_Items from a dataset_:

+++++

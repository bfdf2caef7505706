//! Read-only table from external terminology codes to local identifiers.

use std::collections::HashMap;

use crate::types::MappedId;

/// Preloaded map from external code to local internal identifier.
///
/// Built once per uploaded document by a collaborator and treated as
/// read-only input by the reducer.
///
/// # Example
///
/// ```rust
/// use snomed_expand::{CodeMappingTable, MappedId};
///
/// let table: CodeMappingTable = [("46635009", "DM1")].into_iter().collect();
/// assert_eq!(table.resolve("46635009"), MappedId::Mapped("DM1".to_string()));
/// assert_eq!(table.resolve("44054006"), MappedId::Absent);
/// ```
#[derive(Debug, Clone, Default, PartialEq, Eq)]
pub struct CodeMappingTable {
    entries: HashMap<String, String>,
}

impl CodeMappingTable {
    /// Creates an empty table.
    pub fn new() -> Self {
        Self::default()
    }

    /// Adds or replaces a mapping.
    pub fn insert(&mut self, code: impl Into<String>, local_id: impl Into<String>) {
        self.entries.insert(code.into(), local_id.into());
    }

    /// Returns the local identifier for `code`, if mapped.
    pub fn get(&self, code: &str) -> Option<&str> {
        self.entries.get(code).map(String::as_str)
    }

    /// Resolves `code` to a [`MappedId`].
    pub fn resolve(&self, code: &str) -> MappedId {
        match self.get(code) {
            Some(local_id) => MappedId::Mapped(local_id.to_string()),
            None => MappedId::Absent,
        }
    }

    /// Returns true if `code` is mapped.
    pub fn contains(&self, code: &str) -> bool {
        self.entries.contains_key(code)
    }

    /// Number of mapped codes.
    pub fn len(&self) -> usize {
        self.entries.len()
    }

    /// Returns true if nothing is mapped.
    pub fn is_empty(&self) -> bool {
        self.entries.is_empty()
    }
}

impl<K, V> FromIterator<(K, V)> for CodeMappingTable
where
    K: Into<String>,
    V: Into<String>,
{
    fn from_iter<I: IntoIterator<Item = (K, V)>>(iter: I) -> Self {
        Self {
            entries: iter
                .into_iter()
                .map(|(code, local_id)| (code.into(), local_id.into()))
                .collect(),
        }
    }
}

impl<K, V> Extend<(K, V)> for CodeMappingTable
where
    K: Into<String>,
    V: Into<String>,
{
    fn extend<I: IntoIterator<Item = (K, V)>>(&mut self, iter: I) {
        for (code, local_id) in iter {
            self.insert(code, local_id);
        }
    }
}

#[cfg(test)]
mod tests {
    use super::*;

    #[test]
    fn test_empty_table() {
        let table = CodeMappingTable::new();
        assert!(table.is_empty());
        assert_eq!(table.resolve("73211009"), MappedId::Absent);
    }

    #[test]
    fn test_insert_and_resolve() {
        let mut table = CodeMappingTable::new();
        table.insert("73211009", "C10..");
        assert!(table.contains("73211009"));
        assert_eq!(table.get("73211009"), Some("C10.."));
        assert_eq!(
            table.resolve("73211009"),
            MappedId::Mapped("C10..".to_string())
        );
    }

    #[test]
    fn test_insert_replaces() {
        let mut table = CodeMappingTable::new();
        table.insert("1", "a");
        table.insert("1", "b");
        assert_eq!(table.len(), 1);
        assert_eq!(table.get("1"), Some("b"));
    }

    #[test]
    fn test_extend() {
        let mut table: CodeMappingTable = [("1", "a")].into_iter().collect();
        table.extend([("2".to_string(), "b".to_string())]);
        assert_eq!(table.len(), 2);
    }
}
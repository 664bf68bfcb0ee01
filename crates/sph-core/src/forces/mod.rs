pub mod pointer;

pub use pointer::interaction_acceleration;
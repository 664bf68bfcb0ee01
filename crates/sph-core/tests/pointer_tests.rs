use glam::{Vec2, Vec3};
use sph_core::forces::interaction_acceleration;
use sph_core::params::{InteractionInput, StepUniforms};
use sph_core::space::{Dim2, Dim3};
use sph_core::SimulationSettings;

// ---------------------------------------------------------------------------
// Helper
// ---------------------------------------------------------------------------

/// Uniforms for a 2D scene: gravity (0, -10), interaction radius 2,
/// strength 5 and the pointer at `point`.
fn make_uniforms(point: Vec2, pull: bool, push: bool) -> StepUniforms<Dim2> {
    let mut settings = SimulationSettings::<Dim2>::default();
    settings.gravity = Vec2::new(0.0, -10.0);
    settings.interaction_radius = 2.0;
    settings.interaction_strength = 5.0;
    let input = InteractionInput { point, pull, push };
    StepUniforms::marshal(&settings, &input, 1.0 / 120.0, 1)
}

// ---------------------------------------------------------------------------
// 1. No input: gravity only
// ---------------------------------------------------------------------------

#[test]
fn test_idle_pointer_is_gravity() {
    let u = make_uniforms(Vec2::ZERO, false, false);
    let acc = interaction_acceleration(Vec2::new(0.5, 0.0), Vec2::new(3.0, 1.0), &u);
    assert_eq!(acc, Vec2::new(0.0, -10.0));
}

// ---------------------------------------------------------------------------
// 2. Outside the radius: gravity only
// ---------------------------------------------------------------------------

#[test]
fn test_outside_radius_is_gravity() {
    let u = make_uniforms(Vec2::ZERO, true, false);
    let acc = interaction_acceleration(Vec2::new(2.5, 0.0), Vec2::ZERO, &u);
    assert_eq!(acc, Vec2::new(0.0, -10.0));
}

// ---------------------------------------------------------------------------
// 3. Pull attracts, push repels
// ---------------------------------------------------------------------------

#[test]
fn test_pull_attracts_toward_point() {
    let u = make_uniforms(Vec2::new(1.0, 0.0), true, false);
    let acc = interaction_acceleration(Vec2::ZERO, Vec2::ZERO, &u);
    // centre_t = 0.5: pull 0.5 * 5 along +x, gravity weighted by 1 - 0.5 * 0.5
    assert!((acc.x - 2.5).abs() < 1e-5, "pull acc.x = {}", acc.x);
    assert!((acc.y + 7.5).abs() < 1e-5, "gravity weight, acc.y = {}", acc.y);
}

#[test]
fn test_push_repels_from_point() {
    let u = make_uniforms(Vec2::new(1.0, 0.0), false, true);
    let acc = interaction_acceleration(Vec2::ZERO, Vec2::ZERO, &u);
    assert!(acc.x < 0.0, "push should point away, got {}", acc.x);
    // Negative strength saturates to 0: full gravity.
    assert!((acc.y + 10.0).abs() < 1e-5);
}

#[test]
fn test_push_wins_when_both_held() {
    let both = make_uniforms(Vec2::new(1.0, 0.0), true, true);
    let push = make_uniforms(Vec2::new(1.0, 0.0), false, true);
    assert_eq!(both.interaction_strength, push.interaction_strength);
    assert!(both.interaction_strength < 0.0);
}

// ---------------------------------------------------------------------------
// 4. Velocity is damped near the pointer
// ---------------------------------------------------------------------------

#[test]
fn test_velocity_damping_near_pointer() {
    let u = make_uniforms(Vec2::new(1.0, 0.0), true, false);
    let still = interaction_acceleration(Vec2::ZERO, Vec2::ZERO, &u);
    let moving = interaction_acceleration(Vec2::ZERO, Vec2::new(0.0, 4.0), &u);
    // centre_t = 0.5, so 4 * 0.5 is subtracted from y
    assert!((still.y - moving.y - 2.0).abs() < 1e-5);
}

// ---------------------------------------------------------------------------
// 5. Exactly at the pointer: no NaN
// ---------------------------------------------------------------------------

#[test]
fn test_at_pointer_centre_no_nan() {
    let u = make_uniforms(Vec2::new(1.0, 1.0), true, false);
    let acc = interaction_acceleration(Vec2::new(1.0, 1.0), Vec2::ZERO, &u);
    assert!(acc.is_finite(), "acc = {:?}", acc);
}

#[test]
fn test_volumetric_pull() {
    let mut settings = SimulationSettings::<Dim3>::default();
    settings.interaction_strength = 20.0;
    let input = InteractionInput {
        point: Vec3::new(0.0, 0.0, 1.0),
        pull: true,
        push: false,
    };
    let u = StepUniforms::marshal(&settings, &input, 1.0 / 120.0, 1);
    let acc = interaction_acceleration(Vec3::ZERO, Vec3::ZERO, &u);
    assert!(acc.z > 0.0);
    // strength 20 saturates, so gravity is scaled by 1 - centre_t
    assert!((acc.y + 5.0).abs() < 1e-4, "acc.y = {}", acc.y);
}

+++++

_ABOUT THIS TASK_: Single out each line of the records above with the string "StepUniforms" in it, and copy it.

_ANSWER TO THIS EXERCISE_:
use sph_core::params::{InteractionInput, StepUniforms};
fn make_uniforms(point: Vec2, pull: bool, push: bool) -> StepUniforms<Dim2> {
    StepUniforms::marshal(&settings, &input, 1.0 / 120.0, 1)
    let u = StepUniforms::marshal(&settings, &input, 1.0 / 120.0, 1);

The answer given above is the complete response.